Miał on wystawić tutaj kościółek św. Jana Chrzciciela i przy nim osadzić swoich braci. O ich pobycie we Lwowie mamy także wzmiankę pod rokiem 1234 w akcie kapitulnym, który wspomina, że dominikanie zarządzali wtedy kościółkiem św. Jana Chrzciciela u stóp Wysokiego Zamku, z czego wnioskować możemy, że kościółek św. Jana Chrzciciela musiał już powstać przed rokiem 1234. Oprócz tej notatki istnieje jeszcze druga wersja, o której wspomina Okolski, że książę ruski Lew oddał dominikanom około roku 1270, na prośby swej żony Konstancji, a siostry św. Konegundy, córki Beli IV, kaplicę drewnianą bazylianów, znajdującą się przy zamku książęcym, także drewnianym. Zamek ten, jak również i kaplica wznosiły się na tem miejscu, gdzie dzisiaj stoi kościół i klasztor dominikanów. W ten sposób dominikanie już w XIII wieku posiadali aż dwa kościoły we Lwowie, mianowicie jeden tam, gdzie się obecnie znajduje pod Górą zamkową, a drugi zaś na tem miejscu, gdzie dzisiaj stoi ich klasztor i wspaniały kościół, którego początki powstania przypadałyby na czas panowania księcia Lwa, t. j. na rok 1266 a 1301. Nadto istnieje jeszcze akt fundacyjny księcia Lwa z roku 1270 przekazujący dominikanom kościółek św. Jana Chrzciciela, którego jednak autentyczność jest wątpliwą.. Daniel, ojciec Lwa, po zerwaniu unji wypędził zapewne dominikanów tak z Halicza, jak ze Lwowa. Dopiero po jego śmierci, kiedy Lew ożenił się z Konstancją, córką Beli IV, jak to wyżej wspomnieliśmy, katolicyzm za jej wpływem musiał się podnieść. Wtedy mogli dominikanie znowu przyjść do Halicza i Lwowa.

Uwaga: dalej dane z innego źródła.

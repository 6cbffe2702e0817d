//! Bean queries, grouped to-many queries and relation injection.

use std::collections::HashMap;
use std::hash::Hash;
use std::marker::PhantomData;
use std::sync::Arc;

use futures::future::{BoxFuture, FutureExt};
use oxide_snippet::{FromSqlValue, SqlSnippet, SqlValue};
use sqlx::SqliteConnection;
use tracing::debug;

use crate::beans::{BeanMetaData, PropertyType, PropertyValue};
use crate::engine;
use crate::error::{MapperError, Result};
use crate::mapper::SqlMapper;
use crate::provided::{KeyValue, ProvidedProperties, ProvidedValues};
use crate::relations::{check_relation_types, ManyToManySpec};
use crate::row::{ColumnIndex, SqlRow};

/// Where each property's value sits in a result row.
struct RowLayout {
    scalars: Vec<(usize, usize)>,
    keys: Vec<usize>,
}

/// A collection property filled from provided values.
struct ProvidedTarget {
    index: usize,
    values: Arc<ProvidedValues>,
    key_column: String,
}

/// Turns rows into beans, injecting provided collections.
pub(crate) struct RowMapper<T> {
    metadata: Arc<BeanMetaData<T>>,
    provided: Vec<ProvidedTarget>,
}

impl<T: Send + 'static> RowMapper<T> {
    /// `default_key` locates the owner key for provided values that do not
    /// name their own key column.
    pub(crate) fn new(
        metadata: Arc<BeanMetaData<T>>,
        provided: &ProvidedProperties,
        default_key: Option<String>,
    ) -> Result<Self> {
        let bean = metadata.bean_type().short_name().to_owned();
        let mut targets = Vec::new();
        for (name, values) in provided.iter() {
            let (index, property) = metadata.require_property(name)?;
            match property.declared_type() {
                PropertyType::Collection { collection, .. }
                    if collection == values.collection_type() => {}
                PropertyType::Collection { collection, .. } => {
                    return Err(MapperError::RelationTypeMismatch {
                        bean,
                        property: name.to_owned(),
                        declared: collection.name().to_owned(),
                        requested: values.collection_type().name().to_owned(),
                    })
                }
                PropertyType::Scalar(_) => {
                    return Err(MapperError::NotARelation {
                        bean,
                        property: name.to_owned(),
                    })
                }
            }
            let key_column = match (values.key_column(), &default_key) {
                (Some(column), _) => column.to_owned(),
                (None, Some(column)) => column.clone(),
                (None, None) => return Err(MapperError::NoPrimaryKey(bean)),
            };
            targets.push(ProvidedTarget {
                index,
                values: Arc::clone(values),
                key_column,
            });
        }
        Ok(Self {
            metadata,
            provided: targets,
        })
    }

    fn layout(&self, columns: &ColumnIndex) -> Result<RowLayout> {
        let scalars = self
            .metadata
            .properties()
            .iter()
            .enumerate()
            .filter(|(_, property)| property.value_kind().is_some())
            .filter_map(|(index, property)| {
                columns
                    .position(property.column_name())
                    .map(|position| (index, position))
            })
            .collect();
        let keys = self
            .provided
            .iter()
            .map(|target| {
                columns
                    .position(&target.key_column)
                    .ok_or_else(|| MapperError::MissingKeyColumn(target.key_column.clone()))
            })
            .collect::<Result<_>>()?;
        Ok(RowLayout { scalars, keys })
    }

    fn extract(&self, layout: &RowLayout, row: &SqlRow) -> Result<T> {
        let mut values: Vec<(usize, PropertyValue)> = layout
            .scalars
            .iter()
            .map(|&(index, position)| (index, PropertyValue::Sql(row.value(position).clone())))
            .collect();
        for (target, &position) in self.provided.iter().zip(&layout.keys) {
            if let Some(collection) = target.values.get(row.value(position)) {
                values.push((target.index, PropertyValue::Provided(collection)));
            }
        }
        self.metadata.instantiate(values)
    }

    /// Runs `sql` and hands each row with its bean to `on_bean`.
    pub(crate) async fn for_each<F>(
        &self,
        conn: &mut SqliteConnection,
        sql: &SqlSnippet,
        mut on_bean: F,
    ) -> Result<()>
    where
        F: FnMut(&SqlRow, T) -> Result<()> + Send,
    {
        let mut layout: Option<RowLayout> = None;
        engine::fetch_rows(conn, sql, |row| {
            let current = match layout.take() {
                Some(current) => current,
                None => self.layout(row.columns())?,
            };
            let bean = self.extract(&current, &row);
            layout = Some(current);
            on_bean(&row, bean?)
        })
        .await?;
        Ok(())
    }
}

/// Resolves the owner primary key column for provided values that do not
/// name their own key column.
async fn provided_key_column<T: 'static>(
    mapper: &SqlMapper,
    conn: &mut SqliteConnection,
    provided: &ProvidedProperties,
) -> Result<Option<String>> {
    if provided.iter().all(|(_, values)| values.key_column().is_some()) {
        return Ok(None);
    }
    let mapping = mapper.registry().mapping::<T>(conn).await?;
    Ok(Some(mapping.require_pk()?.column().name.clone()))
}

/// Groups the beans of a query by the value of one column.
async fn group_by_key<K, T, C, P, B>(
    mapper: &SqlMapper,
    conn: &mut SqliteConnection,
    sql: &SqlSnippet,
    key_column: &str,
    provided: &ProvidedProperties,
    parse_key: P,
    build: B,
) -> Result<HashMap<K, C>>
where
    K: Eq + Hash + Send,
    T: Send + 'static,
    P: Fn(&SqlValue) -> Result<Option<K>> + Send + Sync,
    B: Fn(Vec<T>) -> C + Send,
{
    let metadata = mapper.registry().metadata::<T>()?;
    let key_for_provided = provided_key_column::<T>(mapper, conn, provided).await?;
    let rows = RowMapper::new(metadata, provided, key_for_provided)?;

    let mut groups: HashMap<K, Vec<T>> = HashMap::new();
    let mut key_position: Option<usize> = None;
    rows.for_each(conn, sql, |row, bean| {
        let position = match key_position {
            Some(position) => position,
            None => {
                let position = row
                    .columns()
                    .position(key_column)
                    .ok_or_else(|| MapperError::MissingKeyColumn(key_column.to_owned()))?;
                key_position = Some(position);
                position
            }
        };
        if let Some(key) = parse_key(row.value(position))? {
            groups.entry(key).or_default().push(bean);
        }
        Ok(())
    })
    .await?;

    Ok(groups
        .into_iter()
        .map(|(key, beans)| (key, build(beans)))
        .collect())
}

/// A source of provided values computed from the owner query.
trait Injection: Send + Sync {
    fn property(&self) -> &str;

    fn provide<'a>(
        &'a self,
        mapper: &'a SqlMapper,
        conn: &'a mut SqliteConnection,
        owner_query: &'a SqlSnippet,
    ) -> BoxFuture<'a, Result<ProvidedValues>>;
}

struct ManyToManyInjection<O, E, C> {
    property: String,
    _types: PhantomData<fn() -> (O, E, C)>,
}

impl<O, E, C> Injection for ManyToManyInjection<O, E, C>
where
    O: 'static,
    E: Send + 'static,
    C: FromIterator<E> + Send + Sync + 'static,
{
    fn property(&self) -> &str {
        &self.property
    }

    fn provide<'a>(
        &'a self,
        mapper: &'a SqlMapper,
        conn: &'a mut SqliteConnection,
        owner_query: &'a SqlSnippet,
    ) -> BoxFuture<'a, Result<ProvidedValues>> {
        async move {
            let spec = mapper
                .registry()
                .many_to_many::<O>(conn, &self.property)
                .await?;
            check_relation_types::<E, C>(&spec.owner, &spec.property, &spec.element, &spec.collection)?;
            let kind = spec.key_kind;
            let groups = group_by_key::<KeyValue, E, C, _, _>(
                mapper,
                conn,
                &spec.detail_query(owner_query),
                ManyToManySpec::KEY_ALIAS,
                &ProvidedProperties::new(),
                |value| Ok(KeyValue::from_sql(value, kind)),
                |beans| beans.into_iter().collect(),
            )
            .await?;
            Ok(ProvidedValues::from_groups(kind, groups))
        }
        .boxed()
    }
}

struct OneToManyInjection<O, E, C> {
    property: String,
    _types: PhantomData<fn() -> (O, E, C)>,
}

impl<O, E, C> Injection for OneToManyInjection<O, E, C>
where
    O: 'static,
    E: Send + 'static,
    C: FromIterator<E> + Send + Sync + 'static,
{
    fn property(&self) -> &str {
        &self.property
    }

    fn provide<'a>(
        &'a self,
        mapper: &'a SqlMapper,
        conn: &'a mut SqliteConnection,
        owner_query: &'a SqlSnippet,
    ) -> BoxFuture<'a, Result<ProvidedValues>> {
        async move {
            let spec = mapper
                .registry()
                .one_to_many::<O>(conn, &self.property)
                .await?;
            check_relation_types::<E, C>(&spec.owner, &spec.property, &spec.element, &spec.collection)?;
            let kind = spec.key_kind;
            let groups = group_by_key::<KeyValue, E, C, _, _>(
                mapper,
                conn,
                &spec.detail_query(owner_query),
                spec.key_column(),
                &ProvidedProperties::new(),
                |value| Ok(KeyValue::from_sql(value, kind)),
                |beans| beans.into_iter().collect(),
            )
            .await?;
            Ok(ProvidedValues::from_groups(kind, groups).keyed_by(&spec.owner_key_column))
        }
        .boxed()
    }
}

/// A query returning beans of type `T`.
///
/// Collection properties can be filled from explicitly provided values or
/// from relations, each costing one extra statement per relation.
#[must_use]
pub struct MapperQuery<'m, T> {
    mapper: &'m SqlMapper,
    sql: SqlSnippet,
    provided: ProvidedProperties,
    injections: Vec<Box<dyn Injection>>,
    _bean: PhantomData<fn() -> T>,
}

impl<'m, T: Send + 'static> MapperQuery<'m, T> {
    pub(crate) fn new(mapper: &'m SqlMapper, sql: SqlSnippet) -> Self {
        Self {
            mapper,
            sql,
            provided: ProvidedProperties::new(),
            injections: Vec::new(),
            _bean: PhantomData,
        }
    }

    /// The owner query.
    pub const fn sql(&self) -> &SqlSnippet {
        &self.sql
    }

    /// Fills `property` from pre-fetched collections keyed by the bean's
    /// primary key. A property can be provided only once.
    pub fn with_property_values(mut self, property: &str, values: impl Into<ProvidedValues>) -> Result<Self> {
        self.provided.insert(property, values.into())?;
        Ok(self)
    }

    /// Fills `property` through its many-to-many relation.
    pub fn with_many_to_many<E, C>(mut self, property: &str) -> Self
    where
        E: Send + 'static,
        C: FromIterator<E> + Send + Sync + 'static,
    {
        self.injections.push(Box::new(ManyToManyInjection::<T, E, C> {
            property: property.to_owned(),
            _types: PhantomData,
        }));
        self
    }

    /// Fills `property` through its one-to-many relation.
    pub fn with_one_to_many<E, C>(mut self, property: &str) -> Self
    where
        E: Send + 'static,
        C: FromIterator<E> + Send + Sync + 'static,
    {
        self.injections.push(Box::new(OneToManyInjection::<T, E, C> {
            property: property.to_owned(),
            _types: PhantomData,
        }));
        self
    }

    async fn for_each<F>(&self, conn: &mut SqliteConnection, on_bean: F) -> Result<()>
    where
        F: FnMut(&SqlRow, T) -> Result<()> + Send,
    {
        let mut provided = self.provided.clone();
        for injection in &self.injections {
            debug!(property = %injection.property(), "Loading related beans");
            let values = injection.provide(self.mapper, conn, &self.sql).await?;
            provided.insert(injection.property(), values)?;
        }
        let metadata = self.mapper.registry().metadata::<T>()?;
        let key_column = provided_key_column::<T>(self.mapper, conn, &provided).await?;
        RowMapper::new(metadata, &provided, key_column)?
            .for_each(conn, &self.sql, on_bean)
            .await
    }

    /// All beans, in cursor order.
    pub async fn list(&self, conn: &mut SqliteConnection) -> Result<Vec<T>> {
        let mut beans = Vec::new();
        self.for_each(conn, |_, bean| {
            beans.push(bean);
            Ok(())
        })
        .await?;
        Ok(beans)
    }

    /// Exactly one bean.
    pub async fn single(&self, conn: &mut SqliteConnection) -> Result<T> {
        self.optional(conn).await?.ok_or(MapperError::NotFound)
    }

    /// At most one bean.
    pub async fn optional(&self, conn: &mut SqliteConnection) -> Result<Option<T>> {
        let mut found = None;
        self.for_each(conn, |_, bean| {
            if found.is_some() {
                return Err(MapperError::MultipleRows);
            }
            found = Some(bean);
            Ok(())
        })
        .await?;
        Ok(found)
    }
}

type Collector<T, C> = Arc<dyn Fn(Vec<T>) -> C + Send + Sync>;

/// A query whose beans are grouped by a key column into one collection per
/// key.
///
/// Beans keep cursor order within their group. Rows with a `NULL` key are
/// skipped.
#[must_use]
pub struct ToManyQuery<'m, K, T, C> {
    mapper: &'m SqlMapper,
    key_column: String,
    sql: SqlSnippet,
    provided: ProvidedProperties,
    collect: Collector<T, C>,
    _key: PhantomData<fn() -> K>,
}

impl<'m, K, T, C> ToManyQuery<'m, K, T, C>
where
    K: FromSqlValue + Eq + Hash + Send,
    T: Send + 'static,
{
    pub(crate) fn new(
        mapper: &'m SqlMapper,
        key_column: &str,
        sql: SqlSnippet,
        collect: Collector<T, C>,
    ) -> Self {
        Self {
            mapper,
            key_column: key_column.to_owned(),
            sql,
            provided: ProvidedProperties::new(),
            collect,
            _key: PhantomData,
        }
    }

    /// Fills a collection property of the grouped beans from pre-fetched
    /// values keyed by their primary key.
    pub fn with_property_values(mut self, property: &str, values: impl Into<ProvidedValues>) -> Result<Self> {
        self.provided.insert(property, values.into())?;
        Ok(self)
    }

    /// Runs the query.
    pub async fn execute(&self, conn: &mut SqliteConnection) -> Result<HashMap<K, C>> {
        let key_column = self.key_column.as_str();
        let collect = Arc::clone(&self.collect);
        group_by_key::<K, T, C, _, _>(
            self.mapper,
            conn,
            &self.sql,
            key_column,
            &self.provided,
            |value| {
                if value.is_null() {
                    return Ok(None);
                }
                K::from_sql_value(value.clone())
                    .map(Some)
                    .map_err(|source| MapperError::Conversion {
                        column: key_column.to_owned(),
                        source,
                    })
            },
            move |beans| collect(beans),
        )
        .await
    }
}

Klasztor lwowski odgrywał ważną rolę w propagandzie katolickiej na Rusi, bo dotąd przechował się w archiwum konwentu lwowskiego sporządzony w Rzymie 10 marca 1300 odpis bulli Klemensa IV, z daty Perugja, 15 maja 1265 „Cum hora undencima”  i z tego dokumentu słusznie można przypuszczać z prof. Abrahamem, że dominikanie polscy przybyli do Rzymu na jubileusz ogłoszony w roku 1300 przez Bonifacego VIII i zbierali dokumenty, aby móc poprzeć prawnie swoja działalność  misyjną na Rusi. A jeszcze przedtem kapituła w Bordeaux r. 1277 zezwala prowincji polskiej na budowę dwóch domów zakonnych „versus Russiam” i na tej wzmiance kończy się działalność dominikanów polskich na Rusi w XIII wieku.